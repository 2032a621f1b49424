use nalgebra::Vector3;

/// Signed solid angle of the spherical triangle (a, b, c).
///
/// Van Oosterom & Strackee (1983). The triple product is taken on edge
/// vectors so arcsecond-sized triangles keep their precision.
pub(super) fn triangle_solid_angle(a: &Vector3<f64>, b: &Vector3<f64>, c: &Vector3<f64>) -> f64 {
    let triple = a.dot(&(b - a).cross(&(c - a)));
    let denom = 1.0 + a.dot(b) + b.dot(c) + c.dot(a);
    2.0 * triple.atan2(denom)
}

/// Signed area of a spherical polygon; positive for counter-clockwise
/// winding seen from outside the sphere
pub(super) fn signed_polygon_area(vertices: &[Vector3<f64>]) -> f64 {
    if vertices.len() < 3 {
        return 0.0;
    }

    let anchor = &vertices[0];
    vertices[1..]
        .windows(2)
        .map(|pair| triangle_solid_angle(anchor, &pair[0], &pair[1]))
        .sum()
}

/// Area in steradians of a spherical polygon given as unit vectors.
///
/// The polygon must be convex and smaller than a hemisphere; winding does
/// not matter.
pub fn spherical_polygon_area(vertices: &[Vector3<f64>]) -> f64 {
    signed_polygon_area(vertices).abs()
}
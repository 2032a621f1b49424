//! Shared fixtures for reprojection integration tests

#![allow(dead_code)]

use std::sync::atomic::{AtomicUsize, Ordering};
use std::sync::Arc;

use approx::assert_relative_eq;
use ndarray::Array2;
use rand::{Rng, SeedableRng};
use rand_chacha::ChaCha8Rng;
use skyproj::{CelestialFrame, Projection, ProjectionError, TanProjection};

/// Field centre used by most fixtures (near the Orion nebula)
pub const FIELD_RA: f64 = 83.82;
pub const FIELD_DEC: f64 = -5.39;

/// TAN grid centred on the fixture field, `scale_deg` per pixel
pub fn tan_grid(
    shape: (usize, usize),
    scale_deg: f64,
    rotation_deg: f64,
    frame: CelestialFrame,
) -> TanProjection {
    let (rows, cols) = shape;
    let crpix = [(cols as f64 - 1.0) / 2.0, (rows as f64 - 1.0) / 2.0];
    let (lon, lat) = skyproj::convert(FIELD_RA, FIELD_DEC, CelestialFrame::Icrs, frame);
    TanProjection::from_scale(crpix, [lon, lat], scale_deg, rotation_deg, frame).unwrap()
}

/// Positive random image with a smooth gradient
pub fn random_image(shape: (usize, usize), seed: u64) -> Array2<f64> {
    let mut rng = ChaCha8Rng::seed_from_u64(seed);
    Array2::from_shape_fn(shape, |(r, c)| {
        1.0 + 0.05 * r as f64 + 0.02 * c as f64 + rng.random_range(0.0..10.0)
    })
}

/// Compare two images, treating NaN in both as equal
pub fn assert_images_close(a: &Array2<f64>, b: &Array2<f64>, epsilon: f64) {
    assert_eq!(a.dim(), b.dim());
    for ((idx, &x), &y) in a.indexed_iter().zip(b.iter()) {
        if x.is_nan() || y.is_nan() {
            assert!(
                x.is_nan() && y.is_nan(),
                "NaN mismatch at {idx:?}: {x} vs {y}"
            );
        } else {
            assert_relative_eq!(x, y, epsilon = epsilon, max_relative = epsilon);
        }
    }
}

/// Projection wrapper that counts how often it is evaluated
#[derive(Debug)]
pub struct CountingProjection {
    pub inner: TanProjection,
    pub calls: Arc<AtomicUsize>,
}

impl CountingProjection {
    pub fn new(inner: TanProjection) -> Self {
        Self {
            inner,
            calls: Arc::new(AtomicUsize::new(0)),
        }
    }

    pub fn calls(&self) -> usize {
        self.calls.load(Ordering::SeqCst)
    }
}

impl Projection for CountingProjection {
    fn pix2world(&self, x: f64, y: f64) -> Result<(f64, f64), ProjectionError> {
        self.calls.fetch_add(1, Ordering::SeqCst);
        self.inner.pix2world(x, y)
    }

    fn world2pix(&self, lon: f64, lat: f64) -> Result<(f64, f64), ProjectionError> {
        self.calls.fetch_add(1, Ordering::SeqCst);
        self.inner.world2pix(lon, lat)
    }

    fn frame(&self) -> CelestialFrame {
        self.inner.frame()
    }
}
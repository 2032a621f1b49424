//! Reprojection demonstration on a synthetic star field
//!
//! Renders Gaussian stars on a gnomonic (TAN) grid, reprojects the image onto
//! a second TAN grid (optionally rotated, rescaled, or in another celestial
//! frame) and reports how much flux landed on the destination grid.
//!
//! # Usage
//!
//! ```bash
//! # All CPUs, destination rotated by 30 degrees
//! cargo run --release --bin reproject_demo -- --rotation-deg 30
//!
//! # Galactic destination grid with four workers
//! cargo run --release --bin reproject_demo -- --dst-frame galactic --workers 4
//!
//! # Serial run with settings from a JSON file
//! cargo run --release --bin reproject_demo -- --serial --config reproject.json
//! ```
//!
//! Ctrl-C cancels the running reprojection.

use std::path::PathBuf;
use std::time::Instant;

use anyhow::{bail, Context, Result};
use clap::Parser;
use log::info;
use ndarray::Array2;
use rand::{Rng, SeedableRng};
use rand_chacha::ChaCha8Rng;
use reproject::{GridShape, Parallelism, ReprojectConfig, ReprojectError, Reprojector};
use skyproj::{convert, CelestialFrame, TanProjection};

/// Command line arguments for the reprojection demo
#[derive(Parser, Debug)]
#[command(
    author,
    version,
    about = "Flux-conserving reprojection of a synthetic star field",
    long_about = "Renders a synthetic star field on a TAN grid and reprojects it onto a \
        second TAN grid using exact spherical polygon overlap. Prints the flux before \
        and after reprojection together with coverage statistics."
)]
struct Args {
    #[arg(long, default_value_t = 128, help = "Source and destination rows")]
    rows: usize,

    #[arg(long, default_value_t = 128, help = "Source and destination columns")]
    cols: usize,

    #[arg(long, default_value_t = 83.82, help = "Field centre right ascension in degrees")]
    ra: f64,

    #[arg(long, default_value_t = -5.39, allow_negative_numbers = true, help = "Field centre declination in degrees")]
    dec: f64,

    #[arg(long, default_value_t = 0.001, help = "Source pixel scale in degrees")]
    scale: f64,

    #[arg(
        long,
        help = "Destination pixel scale in degrees",
        long_help = "Pixel scale of the destination grid in degrees. Defaults to the \
            source scale. Larger values bin flux into fewer destination pixels."
    )]
    dst_scale: Option<f64>,

    #[arg(
        long,
        default_value_t = 0.0,
        allow_negative_numbers = true,
        help = "Destination grid rotation in degrees"
    )]
    rotation_deg: f64,

    #[arg(
        long,
        default_value = "icrs",
        help = "Destination celestial frame (icrs or galactic)"
    )]
    dst_frame: CelestialFrame,

    #[arg(
        short,
        long,
        conflicts_with = "serial",
        allow_negative_numbers = true,
        help = "Number of worker threads",
        long_help = "Number of worker threads for the parallel kernel. Must be strictly \
            positive. Without this flag all available CPUs are used."
    )]
    workers: Option<i64>,

    #[arg(long, help = "Run on the calling thread only")]
    serial: bool,

    #[arg(
        short,
        long,
        help = "JSON configuration file",
        long_help = "Path to a JSON file with reprojection settings (parallelism, \
            poll_interval_ms, thread_name_prefix). Command line parallelism flags \
            override the file."
    )]
    config: Option<PathBuf>,

    #[arg(long, default_value_t = 200, help = "Number of synthetic stars")]
    stars: usize,

    #[arg(long, default_value_t = 1.5, help = "Star PSF sigma in pixels")]
    sigma: f64,

    #[arg(long, default_value_t = 7, help = "Random seed for the star field")]
    seed: u64,
}

/// Render Gaussian stars with random positions and fluxes
fn synthetic_star_field(shape: GridShape, stars: usize, sigma: f64, seed: u64) -> Array2<f64> {
    let mut rng = ChaCha8Rng::seed_from_u64(seed);
    let mut image = shape.zeros();
    let radius = (4.0 * sigma).ceil() as i64;
    let norm = 1.0 / (2.0 * std::f64::consts::PI * sigma * sigma);

    for _ in 0..stars {
        let x0 = rng.random_range(0.0..shape.cols as f64);
        let y0 = rng.random_range(0.0..shape.rows as f64);
        let flux = 10f64.powf(rng.random_range(2.0..5.0));

        let (cx, cy) = (x0.round() as i64, y0.round() as i64);
        for y in (cy - radius).max(0)..=(cy + radius).min(shape.rows as i64 - 1) {
            for x in (cx - radius).max(0)..=(cx + radius).min(shape.cols as i64 - 1) {
                let dx = x as f64 - x0;
                let dy = y as f64 - y0;
                let r2 = (dx * dx + dy * dy) / (2.0 * sigma * sigma);
                image[[y as usize, x as usize]] += flux * norm * (-r2).exp();
            }
        }
    }

    image
}

/// Reject arguments that leave nothing to render
fn validate_args(args: &Args) -> Result<()> {
    if args.rows == 0 || args.cols == 0 {
        bail!(
            "grid must have at least one row and one column, got {}x{}",
            args.rows,
            args.cols
        );
    }
    Ok(())
}

fn main() -> Result<()> {
    env_logger::Builder::from_env(env_logger::Env::default().default_filter_or("info")).init();
    let args = Args::parse();
    validate_args(&args)?;

    let mut config = match &args.config {
        Some(path) => ReprojectConfig::from_json_file(path)
            .with_context(|| format!("loading {}", path.display()))?,
        None => ReprojectConfig::default(),
    };
    if args.serial {
        config.parallelism = Parallelism::Serial;
    } else if let Some(workers) = args.workers {
        config.parallelism = Parallelism::Workers(workers);
    }

    let shape = GridShape::from_rows_cols(args.rows, args.cols);
    let crpix = [
        (args.cols as f64 - 1.0) / 2.0,
        (args.rows as f64 - 1.0) / 2.0,
    ];
    let src = TanProjection::from_scale(
        crpix,
        [args.ra, args.dec],
        args.scale,
        0.0,
        CelestialFrame::Icrs,
    )?;
    let (lon, lat) = convert(args.ra, args.dec, CelestialFrame::Icrs, args.dst_frame);
    let dst = TanProjection::from_scale(
        crpix,
        [lon, lat],
        args.dst_scale.unwrap_or(args.scale),
        args.rotation_deg,
        args.dst_frame,
    )?;

    println!("Reprojection Demo");
    println!("=================");
    println!("Grid: {shape}, {} stars", args.stars);
    println!(
        "Source: ICRS ({:.4}, {:.4}), {} deg/pixel",
        args.ra, args.dec, args.scale
    );
    println!(
        "Destination: {} ({lon:.4}, {lat:.4}), rotated {} deg",
        args.dst_frame, args.rotation_deg
    );
    println!("Parallelism: {:?}", config.parallelism);

    let image = synthetic_star_field(shape, args.stars, args.sigma, args.seed);

    let reprojector = Reprojector::new(config);
    let token = reprojector.cancel_token();
    ctrlc::set_handler(move || {
        info!("Interrupt received, cancelling");
        token.cancel();
    })
    .context("installing Ctrl-C handler")?;

    let start = Instant::now();
    let result = match reprojector.reproject(&image, &src, &dst, shape) {
        Ok(result) => result,
        Err(ReprojectError::Cancelled) => {
            println!("Cancelled after {:.2?}", start.elapsed());
            return Ok(());
        }
        Err(err) => return Err(err.into()),
    };
    let elapsed = start.elapsed();

    let source_flux: f64 = image.sum();
    let flux_on_grid = result.total_flux();
    let footprint_max = result.footprint.iter().copied().fold(0.0, f64::max);

    println!();
    println!("Elapsed: {elapsed:.2?}");
    println!("Source flux:       {source_flux:.3}");
    println!("Flux on grid:      {flux_on_grid:.3}");
    println!(
        "Flux retained:     {:.4}%",
        100.0 * flux_on_grid / source_flux
    );
    println!(
        "Covered pixels:    {} / {}",
        result.covered_count(),
        shape.pixel_count()
    );
    println!("Max footprint:     {footprint_max:.6}");

    Ok(())
}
========
▸ **Problem**: Report how many lines of the preceding records include "epsilon". Output the number only.

▸ **Result for this task**: 2